## Exercise
List all lines of the data containing the word "BTreeSet".
[Start of Attachment]
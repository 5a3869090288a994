//! Extracted app record
//!
//! One [`Record`] is produced per app detail page. Fields that the page may
//! not carry are `Option`s and are left out of the serialized form when
//! absent; the serialized field names are the ones downstream consumers of
//! the JSON-lines output already expect.

use serde::{Serialize, Serializer};
use std::collections::BTreeSet;

/// Price of an app as shown on its buy button
#[derive(Debug, Clone, PartialEq, Eq)]
pub enum Price {
    /// No numeric price on the button; serialized as `0`
    Free,
    /// Verbatim numeric token from the button, e.g. `"2.99"`
    Paid(String),
}

impl Price {
    pub fn is_free(&self) -> bool {
        matches!(self, Self::Free)
    }
}

impl Serialize for Price {
    fn serialize<S: Serializer>(&self, serializer: S) -> Result<S::Ok, S::Error> {
        match self {
            Self::Free => serializer.serialize_u8(0),
            Self::Paid(amount) => serializer.serialize_str(amount),
        }
    }
}

/// Structured data extracted from one app detail page
#[derive(Debug, Clone, PartialEq, Serialize)]
pub struct Record {
    /// Item identifier (package name), unique per crawl
    #[serde(rename = "uid")]
    pub id: String,

    pub name: String,

    /// Canonical detail page URL
    #[serde(rename = "app_link")]
    pub detail_link: String,

    #[serde(rename = "dev_name")]
    pub developer_name: String,

    #[serde(rename = "dev_link")]
    pub developer_link: String,

    #[serde(rename = "dev_web_links")]
    pub developer_websites: BTreeSet<String>,

    #[serde(rename = "dev_emails")]
    pub developer_emails: BTreeSet<String>,

    pub rating_count: u64,

    #[serde(skip_serializing_if = "Option::is_none")]
    pub rating_value: Option<String>,

    #[serde(rename = "description_html", skip_serializing_if = "Option::is_none")]
    pub description: Option<String>,

    #[serde(rename = "more-from-developer")]
    pub more_from_developer: Vec<String>,

    #[serde(rename = "users_also_installed")]
    pub also_installed: Vec<String>,

    #[serde(rename = "users_also_viewed")]
    pub also_viewed: Vec<String>,

    #[serde(rename = "icon_link", skip_serializing_if = "Option::is_none")]
    pub icon: Option<String>,

    #[serde(rename = "screenshot_links")]
    pub screenshots: Vec<String>,

    #[serde(rename = "banner_link", skip_serializing_if = "Option::is_none")]
    pub banner: Option<String>,

    pub is_free: bool,

    pub price: Price,

    #[serde(skip_serializing_if = "Option::is_none")]
    pub category: Option<String>,

    #[serde(skip_serializing_if = "Option::is_none")]
    pub category_tag: Option<String>,

    #[serde(skip_serializing_if = "Option::is_none")]
    pub installs_min: Option<u64>,

    #[serde(skip_serializing_if = "Option::is_none")]
    pub installs_max: Option<u64>,
}

impl Record {
    /// Creates a record with only the identity fields filled in
    pub fn new(id: impl Into<String>, detail_link: impl Into<String>) -> Self {
        Self {
            id: id.into(),
            name: String::new(),
            detail_link: detail_link.into(),
            developer_name: String::new(),
            developer_link: String::new(),
            developer_websites: BTreeSet::new(),
            developer_emails: BTreeSet::new(),
            rating_count: 0,
            rating_value: None,
            description: None,
            more_from_developer: Vec::new(),
            also_installed: Vec::new(),
            also_viewed: Vec::new(),
            icon: None,
            screenshots: Vec::new(),
            banner: None,
            is_free: true,
            price: Price::Free,
            category: None,
            category_tag: None,
            installs_min: None,
            installs_max: None,
        }
    }

    /// Sets both pricing fields from one price value
    pub fn set_price(&mut self, price: Price) {
        self.is_free = price.is_free();
        self.price = price;
    }
}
[End of Attachment]
## Task output
use std::collections::BTreeSet;
    pub developer_websites: BTreeSet<String>,
    pub developer_emails: BTreeSet<String>,
            developer_websites: BTreeSet::new(),
            developer_emails: BTreeSet::new(),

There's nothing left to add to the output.